Ventriculographic and hemodynamic features of mitral regurgitation of cardiomyopathic, rheumatic and nonrheumatic etiology.

作者信息

Bolen J L, Alderman E L

出版信息

Am J Cardiol. 1977 Feb;39(2):177-83. doi: 10.1016/s0002-9149(77)80188-4.

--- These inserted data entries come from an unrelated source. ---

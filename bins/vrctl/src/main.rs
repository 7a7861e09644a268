//! vrctl - command-line interface for the voltage regulation daemon.
//!
//! Usage:
//!   vrctl status
//!   vrctl on
//!   vrctl off
//!   vrctl set-timeout 30
//!   vrctl set-power-supply-error xyz.openbmc_project.Power.PowerSupply.Error.PSKillFault

use anyhow::Result;
use clap::{Parser, Subcommand};
use zbus::proxy;

/// Power control interface served by vrd.
#[proxy(
    interface = "org.openbmc.control.Power",
    default_service = "org.openbmc.control.Power",
    default_path = "/org/openbmc/control/power0"
)]
trait Power {
    #[zbus(name = "setPowerState")]
    fn set_power_state(&self, state: i32) -> zbus::Result<()>;

    #[zbus(name = "getPowerState")]
    fn get_power_state(&self) -> zbus::Result<i32>;

    #[zbus(name = "setPowerSupplyError")]
    fn set_power_supply_error(&self, error: &str) -> zbus::Result<()>;

    #[zbus(property, name = "pgood")]
    fn pgood(&self) -> zbus::Result<i32>;

    #[zbus(property, name = "state")]
    fn state(&self) -> zbus::Result<i32>;

    #[zbus(property, name = "pgood_timeout")]
    fn pgood_timeout(&self) -> zbus::Result<i32>;

    #[zbus(property, name = "pgood_timeout")]
    fn set_pgood_timeout(&self, seconds: i32) -> zbus::Result<()>;
}

#[derive(Parser)]
#[command(name = "vrctl")]
#[command(about = "Control and query the voltage regulation daemon")]
#[command(version)]
struct Args {
    #[command(subcommand)]
    command: Commands,
}

#[derive(Subcommand)]
enum Commands {
    /// Show the power state and power good values
    Status,
    /// Power the system on
    On,
    /// Power the system off
    Off,
    /// Set the power good timeout in seconds
    SetTimeout { seconds: i32 },
    /// Set the power supply error used for fault root-cause analysis
    SetPowerSupplyError { error: String },
}

fn describe(value: i32) -> &'static str {
    if value == 1 {
        "on"
    } else {
        "off"
    }
}

#[tokio::main]
async fn main() -> Result<()> {
    let args = Args::parse();
    let connection = zbus::Connection::system().await?;
    let proxy = PowerProxy::new(&connection).await?;

    match args.command {
        Commands::Status => {
            let pgood = proxy.pgood().await?;
            let state = proxy.state().await?;
            let timeout = proxy.pgood_timeout().await?;
            println!("state:         {} ({state})", describe(state));
            println!("pgood:         {} ({pgood})", describe(pgood));
            println!("pgood_timeout: {timeout}s");
        }
        Commands::On => {
            proxy.set_power_state(1).await?;
            println!("Power on requested");
        }
        Commands::Off => {
            proxy.set_power_state(0).await?;
            println!("Power off requested");
        }
        Commands::SetTimeout { seconds } => {
            proxy.set_pgood_timeout(seconds).await?;
            println!("Power good timeout set to {seconds}s");
        }
        Commands::SetPowerSupplyError { error } => {
            proxy.set_power_supply_error(&error).await?;
            println!("Power supply error recorded");
        }
    }
    Ok(())
}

DOI:10.1016/s0002-9149(77)80188-4
PMID:556877
Abstract

Quantitative angiographic findings were reviewed in 40 patients with significant mitral regurgitation classified into three etiologic groups: group I, primary mitral regurgitation (prolapse, ruptured chordae); group II, mixed stenosis and regurgitation of rheumatic origin; and group III, cardiomyopathic mitral regurgitation. For patients in both groups I and II, left ventricular end-diastolic volume was directly related to regurgitant fraction, and ejection fraction was generally well maintained. In contrast, patients in group III had a depressed ejection fraction (less than 0.40) and end-diastolic volume that was disproportionately increased in relation to the degree of regurgitation. Left ventricular end-diastolic pressure was a poor indicator of severity of regurgitation in all patient groups. There was a significant negative correlation between forward cardiac index and regurgitant fraction. There was significant relation, although with considerable variation, between the normalized V wave and regurgitant fraction. The graphs of chamber size, ejection fraction and hemodynamic measures plotted against the severity of regurgitation in different patient groups provide a perspective for interpreting the findings in individual patients.

摘要

对40例有严重二尖瓣反流的患者的定量血管造影结果进行了回顾,这些患者被分为三个病因组:第一组,原发性二尖瓣反流(脱垂、腱索断裂);第二组,风湿性起源的混合性狭窄和反流;第三组,心肌病性二尖瓣反流。对于第一组和第二组的患者,左心室舒张末期容积与反流分数直接相关,射血分数一般保持良好。相比之下,第三组患者的射血分数降低(小于0.40),舒张末期容积相对于反流程度不成比例地增加。左心室舒张末期压力在所有患者组中都不是反流严重程度的良好指标。心脏前向指数与反流分数之间存在显著的负相关。标准化V波与反流分数之间存在显著关系,尽管存在相当大的差异。不同患者组中腔室大小、射血分数和血流动力学指标与反流严重程度的关系图为解释个体患者的结果提供了一个视角。